Your task: Retype the records below so that each one matches exactly.

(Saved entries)
========
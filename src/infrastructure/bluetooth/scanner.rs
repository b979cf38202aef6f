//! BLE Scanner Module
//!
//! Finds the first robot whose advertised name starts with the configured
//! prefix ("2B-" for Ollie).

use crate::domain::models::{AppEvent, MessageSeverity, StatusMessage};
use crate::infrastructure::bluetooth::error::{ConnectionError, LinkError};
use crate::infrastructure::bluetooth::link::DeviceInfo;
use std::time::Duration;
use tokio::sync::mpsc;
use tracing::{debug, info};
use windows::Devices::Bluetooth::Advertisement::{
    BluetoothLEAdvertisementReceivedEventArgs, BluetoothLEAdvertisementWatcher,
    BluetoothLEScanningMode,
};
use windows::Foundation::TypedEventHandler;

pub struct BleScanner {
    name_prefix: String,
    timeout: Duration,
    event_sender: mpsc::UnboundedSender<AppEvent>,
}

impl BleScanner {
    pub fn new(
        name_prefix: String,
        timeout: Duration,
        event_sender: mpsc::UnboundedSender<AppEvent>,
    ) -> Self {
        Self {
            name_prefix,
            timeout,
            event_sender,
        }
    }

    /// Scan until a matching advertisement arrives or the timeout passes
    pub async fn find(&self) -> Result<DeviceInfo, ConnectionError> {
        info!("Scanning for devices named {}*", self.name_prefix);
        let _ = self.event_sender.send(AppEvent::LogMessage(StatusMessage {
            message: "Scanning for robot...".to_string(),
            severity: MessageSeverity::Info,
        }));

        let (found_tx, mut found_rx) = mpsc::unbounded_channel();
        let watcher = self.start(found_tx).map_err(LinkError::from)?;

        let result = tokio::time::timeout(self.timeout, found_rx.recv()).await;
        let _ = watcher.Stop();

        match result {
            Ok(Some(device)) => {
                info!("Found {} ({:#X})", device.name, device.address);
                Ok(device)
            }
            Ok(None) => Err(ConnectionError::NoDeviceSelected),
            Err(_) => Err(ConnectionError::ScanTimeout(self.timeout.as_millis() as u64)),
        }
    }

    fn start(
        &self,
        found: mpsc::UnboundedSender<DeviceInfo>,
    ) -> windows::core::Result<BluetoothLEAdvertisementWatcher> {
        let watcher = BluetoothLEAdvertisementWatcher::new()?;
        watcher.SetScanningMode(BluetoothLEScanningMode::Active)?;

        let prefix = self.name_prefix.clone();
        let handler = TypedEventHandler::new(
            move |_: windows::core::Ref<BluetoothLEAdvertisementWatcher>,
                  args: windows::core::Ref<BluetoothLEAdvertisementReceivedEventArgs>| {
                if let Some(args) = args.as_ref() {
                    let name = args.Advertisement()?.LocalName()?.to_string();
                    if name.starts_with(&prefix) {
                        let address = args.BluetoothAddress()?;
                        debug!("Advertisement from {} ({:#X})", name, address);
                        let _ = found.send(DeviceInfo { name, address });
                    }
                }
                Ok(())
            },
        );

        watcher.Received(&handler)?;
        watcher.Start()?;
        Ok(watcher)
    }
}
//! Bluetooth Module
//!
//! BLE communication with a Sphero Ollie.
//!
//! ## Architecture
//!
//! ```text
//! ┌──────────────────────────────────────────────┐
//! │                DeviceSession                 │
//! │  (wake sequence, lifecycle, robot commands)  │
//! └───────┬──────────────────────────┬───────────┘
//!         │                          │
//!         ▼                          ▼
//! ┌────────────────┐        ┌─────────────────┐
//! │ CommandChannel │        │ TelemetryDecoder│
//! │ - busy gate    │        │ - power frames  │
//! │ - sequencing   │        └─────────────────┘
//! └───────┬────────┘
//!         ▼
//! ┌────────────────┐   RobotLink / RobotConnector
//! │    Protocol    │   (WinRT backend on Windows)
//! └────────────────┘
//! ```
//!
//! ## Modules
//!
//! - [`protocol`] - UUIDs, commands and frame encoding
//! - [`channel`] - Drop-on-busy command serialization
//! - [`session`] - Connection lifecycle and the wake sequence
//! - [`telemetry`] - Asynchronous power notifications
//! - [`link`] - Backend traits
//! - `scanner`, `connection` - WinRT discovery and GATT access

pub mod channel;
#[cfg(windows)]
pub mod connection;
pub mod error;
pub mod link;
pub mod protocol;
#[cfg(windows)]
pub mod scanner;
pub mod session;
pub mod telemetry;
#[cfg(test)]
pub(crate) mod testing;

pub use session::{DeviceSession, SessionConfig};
========
Solution to this exercise:
filename src/infrastructure/bluetooth/scanner.rs
repository b979cf38202aef6f
//! BLE Scanner Module
//!
//! Finds the first robot whose advertised name starts with the configured
//! prefix ("2B-" for Ollie).

use crate::domain::models::{AppEvent, MessageSeverity, StatusMessage};
use crate::infrastructure::bluetooth::error::{ConnectionError, LinkError};
use crate::infrastructure::bluetooth::link::DeviceInfo;
use std::time::Duration;
use tokio::sync::mpsc;
use tracing::{debug, info};
use windows::Devices::Bluetooth::Advertisement::{
    BluetoothLEAdvertisementReceivedEventArgs, BluetoothLEAdvertisementWatcher,
    BluetoothLEScanningMode,
};
use windows::Foundation::TypedEventHandler;

pub struct BleScanner {
    name_prefix: String,
    timeout: Duration,
    event_sender: mpsc::UnboundedSender<AppEvent>,
}

impl BleScanner {
    pub fn new(
        name_prefix: String,
        timeout: Duration,
        event_sender: mpsc::UnboundedSender<AppEvent>,
    ) -> Self {
        Self {
            name_prefix,
            timeout,
            event_sender,
        }
    }

    /// Scan until a matching advertisement arrives or the timeout passes
    pub async fn find(&self) -> Result<DeviceInfo, ConnectionError> {
        info!("Scanning for devices named {}*", self.name_prefix);
        let _ = self.event_sender.send(AppEvent::LogMessage(StatusMessage {
            message: "Scanning for robot...".to_string(),
            severity: MessageSeverity::Info,
        }));

        let (found_tx, mut found_rx) = mpsc::unbounded_channel();
        let watcher = self.start(found_tx).map_err(LinkError::from)?;

        let result = tokio::time::timeout(self.timeout, found_rx.recv()).await;
        let _ = watcher.Stop();

        match result {
            Ok(Some(device)) => {
                info!("Found {} ({:#X})", device.name, device.address);
                Ok(device)
            }
            Ok(None) => Err(ConnectionError::NoDeviceSelected),
            Err(_) => Err(ConnectionError::ScanTimeout(self.timeout.as_millis() as u64)),
        }
    }

    fn start(
        &self,
        found: mpsc::UnboundedSender<DeviceInfo>,
    ) -> windows::core::Result<BluetoothLEAdvertisementWatcher> {
        let watcher = BluetoothLEAdvertisementWatcher::new()?;
        watcher.SetScanningMode(BluetoothLEScanningMode::Active)?;

        let prefix = self.name_prefix.clone();
        let handler = TypedEventHandler::new(
            move |_: windows::core::Ref<BluetoothLEAdvertisementWatcher>,
                  args: windows::core::Ref<BluetoothLEAdvertisementReceivedEventArgs>| {
                if let Some(args) = args.as_ref() {
                    let name = args.Advertisement()?.LocalName()?.to_string();
                    if name.starts_with(&prefix) {
                        let address = args.BluetoothAddress()?;
                        debug!("Advertisement from {} ({:#X})", name, address);
                        let _ = found.send(DeviceInfo { name, address });
                    }
                }
                Ok(())
            },
        );

        watcher.Received(&handler)?;
        watcher.Start()?;
        Ok(watcher)
    }
}
//! Bluetooth Module
//!
//! BLE communication with a Sphero Ollie.
//!
//! ## Architecture
//!
//! ```text
//! ┌──────────────────────────────────────────────┐
//! │                DeviceSession                 │
//! │  (wake sequence, lifecycle, robot commands)  │
//! └───────┬──────────────────────────┬───────────┘
//!         │                          │
//!         ▼                          ▼
//! ┌────────────────┐        ┌─────────────────┐
//! │ CommandChannel │        │ TelemetryDecoder│
//! │ - busy gate    │        │ - power frames  │
//! │ - sequencing   │        └─────────────────┘
//! └───────┬────────┘
//!         ▼
//! ┌────────────────┐   RobotLink / RobotConnector
//! │    Protocol    │   (WinRT backend on Windows)
//! └────────────────┘
//! ```
//!
//! ## Modules
//!
//! - [`protocol`] - UUIDs, commands and frame encoding
//! - [`channel`] - Drop-on-busy command serialization
//! - [`session`] - Connection lifecycle and the wake sequence
//! - [`telemetry`] - Asynchronous power notifications
//! - [`link`] - Backend traits
//! - `scanner`, `connection` - WinRT discovery and GATT access

pub mod channel;
#[cfg(windows)]
pub mod connection;
pub mod error;
pub mod link;
pub mod protocol;
#[cfg(windows)]
pub mod scanner;
pub mod session;
pub mod telemetry;
#[cfg(test)]
pub(crate) mod testing;

pub use session::{DeviceSession, SessionConfig};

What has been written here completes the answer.